> YOUR ASSIGNMENT
For the entries below, state how many lines contain the word "MissingData" and add nothing else.

> SOURCE INFORMATION

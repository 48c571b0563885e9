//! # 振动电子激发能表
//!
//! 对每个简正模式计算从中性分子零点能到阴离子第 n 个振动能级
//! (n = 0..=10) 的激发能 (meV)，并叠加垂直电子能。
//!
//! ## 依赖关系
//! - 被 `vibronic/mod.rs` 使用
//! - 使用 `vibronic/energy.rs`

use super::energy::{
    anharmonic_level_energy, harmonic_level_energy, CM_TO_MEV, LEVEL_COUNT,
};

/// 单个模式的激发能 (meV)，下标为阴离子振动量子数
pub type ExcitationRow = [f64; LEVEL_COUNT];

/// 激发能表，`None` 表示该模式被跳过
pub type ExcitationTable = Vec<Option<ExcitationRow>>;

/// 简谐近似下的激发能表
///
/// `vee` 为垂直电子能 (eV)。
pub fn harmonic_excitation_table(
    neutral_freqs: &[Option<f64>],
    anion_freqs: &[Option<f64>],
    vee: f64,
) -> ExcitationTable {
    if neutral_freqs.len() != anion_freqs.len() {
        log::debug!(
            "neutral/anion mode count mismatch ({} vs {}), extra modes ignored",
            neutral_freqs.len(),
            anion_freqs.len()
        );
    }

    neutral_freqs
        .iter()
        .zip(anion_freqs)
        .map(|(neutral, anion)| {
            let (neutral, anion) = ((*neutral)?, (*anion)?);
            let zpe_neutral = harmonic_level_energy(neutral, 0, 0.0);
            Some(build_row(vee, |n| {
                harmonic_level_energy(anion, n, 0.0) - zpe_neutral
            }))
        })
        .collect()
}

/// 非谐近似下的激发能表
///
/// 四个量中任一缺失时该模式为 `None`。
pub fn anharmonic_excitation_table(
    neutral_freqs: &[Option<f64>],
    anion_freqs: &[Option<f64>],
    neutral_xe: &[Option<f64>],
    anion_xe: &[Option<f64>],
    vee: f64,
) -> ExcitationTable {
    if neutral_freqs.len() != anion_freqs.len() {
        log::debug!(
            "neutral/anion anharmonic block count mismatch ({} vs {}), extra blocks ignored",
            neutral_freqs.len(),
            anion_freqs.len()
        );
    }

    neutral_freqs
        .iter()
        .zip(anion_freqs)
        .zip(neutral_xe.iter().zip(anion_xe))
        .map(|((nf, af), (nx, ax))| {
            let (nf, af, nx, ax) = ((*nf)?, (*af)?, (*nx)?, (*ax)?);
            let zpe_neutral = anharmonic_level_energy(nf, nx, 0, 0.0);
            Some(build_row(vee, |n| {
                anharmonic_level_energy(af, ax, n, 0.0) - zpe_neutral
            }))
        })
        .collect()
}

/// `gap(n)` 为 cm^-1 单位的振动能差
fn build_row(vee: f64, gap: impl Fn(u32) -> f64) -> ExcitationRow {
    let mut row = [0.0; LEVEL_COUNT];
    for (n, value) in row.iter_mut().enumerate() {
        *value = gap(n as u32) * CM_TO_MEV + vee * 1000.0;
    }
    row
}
==
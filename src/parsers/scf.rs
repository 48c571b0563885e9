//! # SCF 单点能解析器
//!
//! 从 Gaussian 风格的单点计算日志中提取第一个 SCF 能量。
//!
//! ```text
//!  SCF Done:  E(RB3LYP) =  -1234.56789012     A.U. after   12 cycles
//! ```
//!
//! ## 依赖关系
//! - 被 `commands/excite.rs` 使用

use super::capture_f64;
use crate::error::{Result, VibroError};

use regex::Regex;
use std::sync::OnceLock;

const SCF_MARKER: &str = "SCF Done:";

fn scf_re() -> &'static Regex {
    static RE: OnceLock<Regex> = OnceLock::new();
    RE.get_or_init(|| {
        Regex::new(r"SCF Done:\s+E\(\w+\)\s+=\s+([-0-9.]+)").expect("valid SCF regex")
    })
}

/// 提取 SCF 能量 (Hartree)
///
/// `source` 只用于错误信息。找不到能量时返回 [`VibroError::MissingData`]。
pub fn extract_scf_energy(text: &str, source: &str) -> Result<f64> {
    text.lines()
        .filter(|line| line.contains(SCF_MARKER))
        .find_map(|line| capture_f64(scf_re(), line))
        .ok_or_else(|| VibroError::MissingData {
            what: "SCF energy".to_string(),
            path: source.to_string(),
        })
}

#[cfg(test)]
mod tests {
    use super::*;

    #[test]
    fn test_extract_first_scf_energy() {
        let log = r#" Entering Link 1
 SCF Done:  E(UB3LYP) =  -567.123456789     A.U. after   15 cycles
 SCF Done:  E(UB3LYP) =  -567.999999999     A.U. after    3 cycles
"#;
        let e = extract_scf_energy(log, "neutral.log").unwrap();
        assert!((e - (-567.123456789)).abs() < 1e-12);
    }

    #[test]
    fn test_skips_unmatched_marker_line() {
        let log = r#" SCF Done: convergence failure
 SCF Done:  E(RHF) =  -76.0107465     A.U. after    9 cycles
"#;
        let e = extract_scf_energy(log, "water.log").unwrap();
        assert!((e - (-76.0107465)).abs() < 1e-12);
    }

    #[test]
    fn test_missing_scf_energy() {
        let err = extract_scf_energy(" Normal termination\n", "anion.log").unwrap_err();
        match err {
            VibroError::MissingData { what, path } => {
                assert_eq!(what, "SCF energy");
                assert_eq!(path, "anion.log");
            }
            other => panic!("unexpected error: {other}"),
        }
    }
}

> EXERCISE RESULT
3